[Stored data entries]
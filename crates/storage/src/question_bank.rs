//! Read-only question store loaded from a local JSON file at startup.

use std::collections::{BTreeMap, HashSet};
use std::path::Path;

use quiz_core::model::{
    Difficulty, Domain, QuestionDraft, QuestionError, QuizMode, Question, QuestionId,
};
use serde::Deserialize;
use thiserror::Error;

/// Failures while loading the question bank. All of them are fatal at startup.
#[derive(Debug, Error)]
#[non_exhaustive]
pub enum QuestionBankError {
    #[error("failed to read question bank {path}: {source}")]
    Io {
        path: String,
        #[source]
        source: std::io::Error,
    },

    #[error("malformed question bank: {0}")]
    Parse(#[from] serde_json::Error),

    #[error("invalid question: {0}")]
    Invalid(#[from] QuestionError),

    #[error("duplicate question id {0}")]
    DuplicateId(QuestionId),

    #[error("demo list references unknown question id {0}")]
    UnknownDemoId(QuestionId),

    #[error("question bank contains no questions")]
    Empty,

    #[error("question bank {path}: {source}")]
    InvalidFile {
        path: String,
        #[source]
        source: Box<QuestionBankError>,
    },
}

#[derive(Debug, Deserialize)]
struct BankFile {
    questions: Vec<RawQuestion>,
    #[serde(default)]
    demo_questions: Vec<u64>,
}

#[derive(Debug, Deserialize)]
struct RawQuestion {
    id: u64,
    question_text: String,
    options: BTreeMap<String, String>,
    correct_answer: String,
    knowledge_area: String,
    difficulty_level: String,
    #[serde(default)]
    explanation: Option<String>,
}

impl RawQuestion {
    fn into_question(self) -> Result<Question, QuestionError> {
        QuestionDraft {
            id: QuestionId::new(self.id),
            domain: Domain::new(self.knowledge_area)?,
            difficulty: self.difficulty_level.parse()?,
            prompt: self.question_text,
            options: self.options,
            correct_answer: self.correct_answer,
            explanation: self.explanation,
        }
        .validate()
    }
}

/// Distribution of the bank across domains and difficulty levels.
#[derive(Debug, Clone, PartialEq, Eq)]
pub struct QuestionBankStats {
    pub total: usize,
    pub by_domain: BTreeMap<Domain, usize>,
    pub by_difficulty: BTreeMap<Difficulty, usize>,
}

/// Immutable collection of validated questions, owned for the process lifetime.
#[derive(Debug, Clone)]
pub struct QuestionBank {
    questions: Vec<Question>,
    demo: Vec<Question>,
}

impl QuestionBank {
    /// Load and validate a question bank file.
    ///
    /// # Errors
    ///
    /// Returns `QuestionBankError` if the file is missing, malformed, or
    /// contains invalid questions.
    pub fn load(path: impl AsRef<Path>) -> Result<Self, QuestionBankError> {
        let path = path.as_ref();
        let raw = std::fs::read_to_string(path).map_err(|source| QuestionBankError::Io {
            path: path.display().to_string(),
            source,
        })?;
        let bank = Self::from_json_str(&raw).map_err(|source| QuestionBankError::InvalidFile {
            path: path.display().to_string(),
            source: Box::new(source),
        })?;
        tracing::info!(
            path = %path.display(),
            questions = bank.len(),
            demo = bank.demo.len(),
            "question bank loaded"
        );
        Ok(bank)
    }

    /// Parse a question bank from its JSON text.
    ///
    /// # Errors
    ///
    /// Returns `QuestionBankError` on malformed JSON, invalid or duplicate
    /// questions, unknown demo ids, or an empty bank.
    pub fn from_json_str(raw: &str) -> Result<Self, QuestionBankError> {
        let file: BankFile = serde_json::from_str(raw)?;
        let mut questions = Vec::with_capacity(file.questions.len());
        for raw_question in file.questions {
            questions.push(raw_question.into_question()?);
        }
        Self::new(
            questions,
            file.demo_questions.into_iter().map(QuestionId::new).collect(),
        )
    }

    /// Build a bank from already validated questions.
    ///
    /// # Errors
    ///
    /// Returns `Empty`, `DuplicateId`, or `UnknownDemoId`.
    pub fn new(
        questions: Vec<Question>,
        demo_ids: Vec<QuestionId>,
    ) -> Result<Self, QuestionBankError> {
        if questions.is_empty() {
            return Err(QuestionBankError::Empty);
        }

        let mut seen = HashSet::with_capacity(questions.len());
        for question in &questions {
            if !seen.insert(question.id()) {
                return Err(QuestionBankError::DuplicateId(question.id()));
            }
        }

        let mut demo = Vec::with_capacity(demo_ids.len());
        let mut demo_seen = HashSet::new();
        for id in demo_ids {
            if !demo_seen.insert(id) {
                continue;
            }
            let question = questions
                .iter()
                .find(|q| q.id() == id)
                .ok_or(QuestionBankError::UnknownDemoId(id))?;
            demo.push(question.clone());
        }

        Ok(Self { questions, demo })
    }

    #[must_use]
    pub fn len(&self) -> usize {
        self.questions.len()
    }

    #[must_use]
    pub fn is_empty(&self) -> bool {
        self.questions.is_empty()
    }

    #[must_use]
    pub fn questions(&self) -> &[Question] {
        &self.questions
    }

    #[must_use]
    pub fn get(&self, id: QuestionId) -> Option<&Question> {
        self.questions.iter().find(|q| q.id() == id)
    }

    /// Candidate questions for a mode.
    ///
    /// Quick mode uses the demo subset when one is declared, the whole bank otherwise.
    #[must_use]
    pub fn pool(&self, mode: QuizMode) -> &[Question] {
        match mode {
            QuizMode::Quick if !self.demo.is_empty() => &self.demo,
            _ => &self.questions,
        }
    }

    #[must_use]
    pub fn stats(&self) -> QuestionBankStats {
        let mut by_domain = BTreeMap::new();
        let mut by_difficulty = BTreeMap::new();
        for question in &self.questions {
            *by_domain.entry(question.domain().clone()).or_insert(0) += 1;
            *by_difficulty.entry(question.difficulty()).or_insert(0) += 1;
        }
        QuestionBankStats {
            total: self.questions.len(),
            by_domain,
            by_difficulty,
        }
    }
}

What you should do:
Scan the records above and report how many lines include the word "BTreeMap", without any other text.

Answer for this exercise:
6